Stored data entries
-.-.-

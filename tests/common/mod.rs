//! Shared test utilities for integration tests.
//!
//! Import from integration test files as:
//! ```ignore
//! mod common;
//! ```

use std::{cell::RefCell, path::PathBuf, rc::Rc};

use knowledge_map::{
    config::{MapConfig, MapDocument},
    event::{EventKind, MapEvent},
    map::KnowledgeMap,
    plugin::PluginRegistry,
    scene::MemoryScene,
};

#[allow(dead_code)]
pub fn fixture(name: &str) -> PathBuf {
    PathBuf::from(env!("CARGO_MANIFEST_DIR"))
        .join("tests")
        .join("fixtures")
        .join(name)
}

#[allow(dead_code)]
pub fn calculus() -> MapDocument {
    MapDocument::from_path(fixture("calculus.json")).unwrap()
}

/// Build a map against a fresh registry holding only the built-in plugins.
#[allow(dead_code)]
pub fn build(config: MapConfig) -> (KnowledgeMap, MemoryScene) {
    build_with(config, &PluginRegistry::create())
}

#[allow(dead_code)]
pub fn build_with(config: MapConfig, registry: &PluginRegistry) -> (KnowledgeMap, MemoryScene) {
    let scene = MemoryScene::new();
    let map = KnowledgeMap::with_registry(config, Box::new(scene.clone()), registry).unwrap();
    (map, scene)
}

/// Records the kind of every lifecycle event a map emits.
#[allow(dead_code)]
#[derive(Clone, Default)]
pub struct EventLog(Rc<RefCell<Vec<String>>>);

#[allow(dead_code)]
impl EventLog {
    pub fn attach(map: &mut KnowledgeMap) -> Self {
        let log = EventLog::default();
        for kind in [
            MapEvent::PRE_LAYOUT,
            MapEvent::POST_LAYOUT,
            MapEvent::RENDER_GRAPH,
        ] {
            let entries = log.0.clone();
            map.on_event(kind, move |_, event| {
                entries.borrow_mut().push(event.kind().to_string());
                Ok(())
            });
        }
        log
    }

    pub fn entries(&self) -> Vec<String> {
        self.0.borrow().clone()
    }

    pub fn clear(&self) {
        self.0.borrow_mut().clear();
    }
}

-.-.-

Your task :: Filter the records above, keeping each line that contains the word "MemoryScene".

Response to the task ::
    scene::MemoryScene,
pub fn build(config: MapConfig) -> (KnowledgeMap, MemoryScene) {
pub fn build_with(config: MapConfig, registry: &PluginRegistry) -> (KnowledgeMap, MemoryScene) {
    let scene = MemoryScene::new();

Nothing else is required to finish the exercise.